(Records contained in a dataset)
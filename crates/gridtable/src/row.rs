//! An ordered run of cells sharing one rendered height.

use crate::cell::Cell;

/// A table row. Row 0 of every table is the header row.
#[derive(Clone, Debug, PartialEq, Eq)]
pub struct Row {
    cells: Vec<Cell>,
    height: usize,
    is_header: bool,
}

impl Row {
    pub(crate) fn new(cells: Vec<Cell>, is_header: bool) -> Self {
        Row {
            cells,
            height: 1,
            is_header,
        }
    }

    /// Cells in column order.
    pub fn cells(&self) -> &[Cell] {
        &self.cells
    }

    /// Cell at column `index`.
    pub fn cell(&self, index: usize) -> Option<&Cell> {
        self.cells.get(index)
    }

    /// Number of output lines the row occupied in the last render (at least 1).
    pub fn height(&self) -> usize {
        self.height
    }

    /// Whether this is the header row.
    pub fn is_header(&self) -> bool {
        self.is_header
    }

    pub(crate) fn cells_mut(&mut self) -> &mut [Cell] {
        &mut self.cells
    }

    pub(crate) fn set_height(&mut self, height: usize) {
        self.height = height.max(1);
    }
}

#[cfg(test)]
mod tests {
    use super::*;

    #[test]
    fn new_row_has_height_one() {
        let row = Row::new(vec![Cell::new("a"), Cell::new("b")], false);
        assert_eq!(row.height(), 1);
        assert_eq!(row.cells().len(), 2);
        assert!(!row.is_header());
        assert_eq!(row.cell(1).map(Cell::data), Some("b"));
        assert!(row.cell(2).is_none());
    }

    #[test]
    fn height_never_below_one() {
        let mut row = Row::new(vec![Cell::new("a")], true);
        row.set_height(0);
        assert_eq!(row.height(), 1);
        row.set_height(4);
        assert_eq!(row.height(), 4);
    }
}
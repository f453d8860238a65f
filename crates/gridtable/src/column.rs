//! Named column slots and per-row style resolution.

use crate::row::Row;
use crate::style::ColumnStyle;

/// A named column with its current display width and presentation styles.
///
/// The width includes horizontal padding and is recomputed on every render.
/// An optional header style applies to the header row only; body rows (and
/// the header, when no header style is set) use [`Column::style`].
#[derive(Clone, Debug, PartialEq, Eq)]
pub struct Column {
    name: String,
    width: usize,
    style: ColumnStyle,
    header_style: Option<ColumnStyle>,
}

impl Column {
    pub(crate) fn new(name: impl Into<String>) -> Self {
        Column {
            name: name.into(),
            width: 0,
            style: ColumnStyle::default(),
            header_style: None,
        }
    }

    /// The column's unique name (its header text).
    pub fn name(&self) -> &str {
        &self.name
    }

    /// Width in display columns from the last render, padding included.
    pub fn width(&self) -> usize {
        self.width
    }

    /// Style for body rows.
    pub fn style(&self) -> &ColumnStyle {
        &self.style
    }

    /// Style for the header row, if distinct from the body style.
    pub fn header_style(&self) -> Option<&ColumnStyle> {
        self.header_style.as_ref()
    }

    /// Replace the body style.
    pub fn set_style(&mut self, style: ColumnStyle) -> &mut Self {
        self.style = style;
        self
    }

    /// Give the header row its own style.
    pub fn set_header_style(&mut self, style: ColumnStyle) -> &mut Self {
        self.header_style = Some(style);
        self
    }

    /// Drop the header style so the header uses the body style again.
    pub fn clear_header_style(&mut self) -> &mut Self {
        self.header_style = None;
        self
    }

    pub(crate) fn set_width(&mut self, width: usize) {
        self.width = width;
    }

    pub(crate) fn style_for(&self, is_header: bool) -> &ColumnStyle {
        match (&self.header_style, is_header) {
            (Some(header), true) => header,
            _ => &self.style,
        }
    }
}

/// Picks the style that governs `column` when rendering `row`.
///
/// # Example
///
/// ```rust
/// use gridtable::{resolve_style, Align, ColumnStyle, Table};
///
/// let mut table = Table::new(["Name"]).unwrap();
/// table.add_row(["Alice"]);
/// table
///     .column_by_name_mut("Name")
///     .unwrap()
///     .set_header_style(ColumnStyle::new().align(Align::Center));
///
/// let column = table.column(0).unwrap();
/// assert_eq!(resolve_style(column, &table.rows()[0]).align, Align::Center);
/// assert_eq!(resolve_style(column, &table.rows()[1]).align, Align::Left);
/// ```
pub fn resolve_style<'a>(column: &'a Column, row: &Row) -> &'a ColumnStyle {
    column.style_for(row.is_header())
}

Exercise aim =>
From the first line to the last, retype the records exactly.

Reply to the task =>
filename crates/gridtable/src/row.rs
//! An ordered run of cells sharing one rendered height.

use crate::cell::Cell;

/// A table row. Row 0 of every table is the header row.
#[derive(Clone, Debug, PartialEq, Eq)]
pub struct Row {
    cells: Vec<Cell>,
    height: usize,
    is_header: bool,
}

impl Row {
    pub(crate) fn new(cells: Vec<Cell>, is_header: bool) -> Self {
        Row {
            cells,
            height: 1,
            is_header,
        }
    }

    /// Cells in column order.
    pub fn cells(&self) -> &[Cell] {
        &self.cells
    }

    /// Cell at column `index`.
    pub fn cell(&self, index: usize) -> Option<&Cell> {
        self.cells.get(index)
    }

    /// Number of output lines the row occupied in the last render (at least 1).
    pub fn height(&self) -> usize {
        self.height
    }

    /// Whether this is the header row.
    pub fn is_header(&self) -> bool {
        self.is_header
    }

    pub(crate) fn cells_mut(&mut self) -> &mut [Cell] {
        &mut self.cells
    }

    pub(crate) fn set_height(&mut self, height: usize) {
        self.height = height.max(1);
    }
}

#[cfg(test)]
mod tests {
    use super::*;

    #[test]
    fn new_row_has_height_one() {
        let row = Row::new(vec![Cell::new("a"), Cell::new("b")], false);
        assert_eq!(row.height(), 1);
        assert_eq!(row.cells().len(), 2);
        assert!(!row.is_header());
        assert_eq!(row.cell(1).map(Cell::data), Some("b"));
        assert!(row.cell(2).is_none());
    }

    #[test]
    fn height_never_below_one() {
        let mut row = Row::new(vec![Cell::new("a")], true);
        row.set_height(0);
        assert_eq!(row.height(), 1);
        row.set_height(4);
        assert_eq!(row.height(), 4);
    }
}
repository f453d8860238a65f
filename crates/gridtable/src/column.rs
//! Named column slots and per-row style resolution.

use crate::row::Row;
use crate::style::ColumnStyle;

/// A named column with its current display width and presentation styles.
///
/// The width includes horizontal padding and is recomputed on every render.
/// An optional header style applies to the header row only; body rows (and
/// the header, when no header style is set) use [`Column::style`].
#[derive(Clone, Debug, PartialEq, Eq)]
pub struct Column {
    name: String,
    width: usize,
    style: ColumnStyle,
    header_style: Option<ColumnStyle>,
}

impl Column {
    pub(crate) fn new(name: impl Into<String>) -> Self {
        Column {
            name: name.into(),
            width: 0,
            style: ColumnStyle::default(),
            header_style: None,
        }
    }

    /// The column's unique name (its header text).
    pub fn name(&self) -> &str {
        &self.name
    }

    /// Width in display columns from the last render, padding included.
    pub fn width(&self) -> usize {
        self.width
    }

    /// Style for body rows.
    pub fn style(&self) -> &ColumnStyle {
        &self.style
    }

    /// Style for the header row, if distinct from the body style.
    pub fn header_style(&self) -> Option<&ColumnStyle> {
        self.header_style.as_ref()
    }

    /// Replace the body style.
    pub fn set_style(&mut self, style: ColumnStyle) -> &mut Self {
        self.style = style;
        self
    }

    /// Give the header row its own style.
    pub fn set_header_style(&mut self, style: ColumnStyle) -> &mut Self {
        self.header_style = Some(style);
        self
    }

    /// Drop the header style so the header uses the body style again.
    pub fn clear_header_style(&mut self) -> &mut Self {
        self.header_style = None;
        self
    }

    pub(crate) fn set_width(&mut self, width: usize) {
        self.width = width;
    }

    pub(crate) fn style_for(&self, is_header: bool) -> &ColumnStyle {
        match (&self.header_style, is_header) {
            (Some(header), true) => header,
            _ => &self.style,
        }
    }
}

/// Picks the style that governs `column` when rendering `row`.
///
/// # Example
///
/// ```rust
/// use gridtable::{resolve_style, Align, ColumnStyle, Table};
///
/// let mut table = Table::new(["Name"]).unwrap();
/// table.add_row(["Alice"]);
/// table
///     .column_by_name_mut("Name")
///     .unwrap()
///     .set_header_style(ColumnStyle::new().align(Align::Center));
///
/// let column = table.column(0).unwrap();
/// assert_eq!(resolve_style(column, &table.rows()[0]).align, Align::Center);
/// assert_eq!(resolve_style(column, &table.rows()[1]).align, Align::Left);
/// ```
pub fn resolve_style<'a>(column: &'a Column, row: &Row) -> &'a ColumnStyle {
    column.style_for(row.is_header())
}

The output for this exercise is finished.